When all was lost in Kangaroo Island after the devastation of the bushfires, Sabrina Davis found home again through reconnecting the community with her Humans of Kangaroo Island project.

Aug 06, 2021, updated Nov 09, 2021

The project was born from the ashes of the Black Summer bushfires.

While the fires burnt through almost half the island, taking with them two lives and countless livestock, they ignited the community’s craving for connection and Sabrina Davis’ passion for storytelling.

Davis created the Humans of Kangaroo Island project as a platform to share Kangaroo Island resident’s stories online with the island and wider community, while bringing the island back to life after its devastation through fundraising.

She moved to the island from Germany in 2009 after falling in love with a Kangaroo Island farmer and beekeeper.

Davis and her husband were living on a sheep farm on the western end of the island with their two young children when the fires took their home in 2020.

“We lost pretty much everything on that farm, including our house,” she says.

“We were pretty much homeless.”

Davis and her children were forced to relocate to family accommodation across the other side of the island, while her husband stayed on the farm to rebuild it.

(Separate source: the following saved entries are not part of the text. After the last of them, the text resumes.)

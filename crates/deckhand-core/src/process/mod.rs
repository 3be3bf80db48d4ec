//! Agent process launching and handles.
//!
//! A run is started by a [`Launcher`]. The production [`SystemLauncher`]
//! tries a pseudo-terminal first and falls back to plain pipes; either way
//! the caller gets a boxed [`ProcessHandle`] and receives output and exit
//! as [`ProcessEvent`]s on the channel it handed in.
//!
//! Background threads own the reading side; the handle only carries what is
//! needed to signal the process and report whether it is still alive.

pub mod piped;
pub mod pty;
#[cfg(any(test, feature = "test-support"))]
pub mod testing;

use std::fmt;
use std::path::PathBuf;
use std::sync::mpsc::Sender;
use std::sync::{Arc, Mutex};

use serde::Serialize;

use crate::config::PtyGeometry;
use crate::error::LaunchError;

/// Environment forced onto every child: no color, no output buffering.
pub(crate) const CHILD_ENV: [(&str, &str); 2] = [("FORCE_COLOR", "0"), ("PYTHONUNBUFFERED", "1")];

/// Identifies one launch of one agent. Events from a run that is no longer
/// the agent's current run are stale.
#[derive(Debug, Clone, Copy, PartialEq, Eq, Hash, PartialOrd, Ord)]
pub struct RunId(pub u64);

impl fmt::Display for RunId {
    fn fmt(&self, f: &mut fmt::Formatter<'_>) -> fmt::Result {
        write!(f, "run-{}", self.0)
    }
}

/// Signal that ended a process: numeric on the piped path, a name on the
/// PTY path.
#[derive(Debug, Clone, PartialEq, Eq, Serialize)]
#[serde(untagged)]
pub enum ExitSignal {
    Number(i32),
    Name(String),
}

impl ExitSignal {
    /// SIGTERM or SIGINT, in any of the forms the two launch modes report.
    pub fn is_stop_request(&self) -> bool {
        match self {
            ExitSignal::Number(n) => matches!(n, 2 | 15),
            ExitSignal::Name(name) => matches!(
                name.trim().to_ascii_uppercase().as_str(),
                "SIGTERM" | "SIGINT" | "TERM" | "INT" | "TERMINATED" | "INTERRUPT" | "15" | "2"
            ),
        }
    }
}

impl fmt::Display for ExitSignal {
    fn fmt(&self, f: &mut fmt::Formatter<'_>) -> fmt::Result {
        match self {
            ExitSignal::Number(n) => write!(f, "{n}"),
            ExitSignal::Name(name) => f.write_str(name),
        }
    }
}

/// Exit status of an agent process.
#[derive(Debug, Clone, PartialEq, Eq, Serialize)]
pub struct AgentExit {
    pub code: Option<i32>,
    pub signal: Option<ExitSignal>,
}

impl AgentExit {
    pub fn with_code(code: i32) -> Self {
        Self {
            code: Some(code),
            signal: None,
        }
    }

    /// Exit 0, 130 (SIGINT) or 143 (SIGTERM), or death by SIGTERM/SIGINT.
    pub fn is_clean(&self) -> bool {
        matches!(self.code, Some(0 | 130 | 143))
            || self.signal.as_ref().is_some_and(ExitSignal::is_stop_request)
    }

    pub(crate) fn code_label(&self) -> String {
        self.code
            .map_or_else(|| "none".to_string(), |c| c.to_string())
    }
}

/// Output and exit notifications from a running process.
#[derive(Debug, Clone)]
pub enum ProcessEvent {
    /// Raw bytes from stdout (or the PTY, which merges both streams).
    Stdout(Vec<u8>),
    /// Raw bytes from stderr (piped mode only).
    Stderr(Vec<u8>),
    Exit(AgentExit),
}

pub type EventSender = Sender<ProcessEvent>;

#[derive(Debug, Clone, Copy, PartialEq, Eq)]
pub enum StopSignal {
    /// SIGTERM
    Terminate,
    /// SIGKILL
    Kill,
}

impl StopSignal {
    #[cfg(unix)]
    pub(crate) fn as_libc(self) -> libc::c_int {
        match self {
            StopSignal::Terminate => libc::SIGTERM,
            StopSignal::Kill => libc::SIGKILL,
        }
    }
}

#[derive(Debug, Clone, Copy, PartialEq, Eq, Serialize)]
#[serde(rename_all = "lowercase")]
pub enum LaunchMode {
    Pty,
    Piped,
}

/// Capabilities of a live agent process.
pub trait ProcessHandle: Send {
    fn mode(&self) -> LaunchMode;

    fn pid(&self) -> Option<u32>;

    /// Send a signal. Best effort; never blocks waiting for the exit.
    fn kill(&mut self, signal: StopSignal);

    /// Exit recorded by the watcher thread, if the process has ended.
    fn exit_status(&self) -> Option<AgentExit>;

    /// Whether [`kill`](Self::kill) has been called.
    fn is_killed(&self) -> bool;

    fn is_alive(&self) -> bool {
        self.exit_status().is_none() && !self.is_killed()
    }
}

#[derive(Debug, Default)]
struct ExitState {
    exit: Option<AgentExit>,
    killed: bool,
}

/// Exit bookkeeping shared between a handle and its watcher thread.
#[derive(Debug, Clone, Default)]
pub struct ExitTracker {
    state: Arc<Mutex<ExitState>>,
}

impl ExitTracker {
    pub fn new() -> Self {
        Self::default()
    }

    fn with_state<R>(&self, f: impl FnOnce(&mut ExitState) -> R) -> R {
        let mut guard = self.state.lock().unwrap_or_else(|e| e.into_inner());
        f(&mut guard)
    }

    pub fn record_exit(&self, exit: AgentExit) {
        self.with_state(|s| s.exit = Some(exit));
    }

    pub fn mark_killed(&self) {
        self.with_state(|s| s.killed = true);
    }

    pub fn exit(&self) -> Option<AgentExit> {
        self.with_state(|s| s.exit.clone())
    }

    pub fn killed(&self) -> bool {
        self.with_state(|s| s.killed)
    }
}

/// Everything needed to start one run.
#[derive(Debug, Clone)]
pub struct LaunchRequest {
    pub program: String,
    pub args: Vec<String>,
    pub working_dir: Option<PathBuf>,
    pub use_pty: bool,
    pub pty_geometry: PtyGeometry,
}

/// Build the CLI invocation.
///
/// `[--add-dir <dir>]* [--resume <session>]? -p <prompt>` followed by the
/// fixed streaming-output flags.
pub fn build_args(add_dirs: &[PathBuf], resume: Option<&str>, prompt: &str) -> Vec<String> {
    let mut args = Vec::with_capacity(add_dirs.len() * 2 + 11);

    for dir in add_dirs {
        args.push("--add-dir".to_string());
        args.push(dir.display().to_string());
    }

    if let Some(session_id) = resume {
        args.push("--resume".to_string());
        args.push(session_id.to_string());
    }

    args.extend(
        [
            "-p",
            prompt,
            "--output-format",
            "stream-json",
            "--include-partial-messages",
            "--verbose",
            "--permission-mode",
            "bypassPermissions",
        ]
        .map(str::to_string),
    );

    args
}

/// Starts agent processes.
pub trait Launcher: Send + Sync {
    fn launch(
        &self,
        request: &LaunchRequest,
        events: EventSender,
    ) -> Result<Box<dyn ProcessHandle>, LaunchError>;
}

/// PTY first, plain pipes if the PTY cannot be opened or the spawn fails.
#[derive(Debug, Default, Clone, Copy)]
pub struct SystemLauncher;

impl SystemLauncher {
    pub fn new() -> Self {
        Self
    }
}

impl Launcher for SystemLauncher {
    fn launch(
        &self,
        request: &LaunchRequest,
        events: EventSender,
    ) -> Result<Box<dyn ProcessHandle>, LaunchError> {
        if request.use_pty {
            match pty::spawn(request, events.clone()) {
                Ok(process) => return Ok(Box::new(process)),
                Err(e) => log::warn!(
                    "PTY launch of {} failed, falling back to pipes: {}",
                    request.program,
                    e
                ),
            }
        }
        let process = piped::spawn(request, events)?;
        Ok(Box::new(process))
    }
}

“We were 100 kilometres away from him in Kingscote in a new community,” she said.

“While you do know most of the people on Kangaroo Island, you still don’t really know them well, so it was a very new neighbourhood for me.”

She said with COVID-19 striking soon after and slowing the recovery process, she felt as if she had lost all her neighbours.

“We were all in our own little isolation bubbles rebuilding on our farm and cleaning up.

“I really missed all of them and I felt quite vulnerable mentally.”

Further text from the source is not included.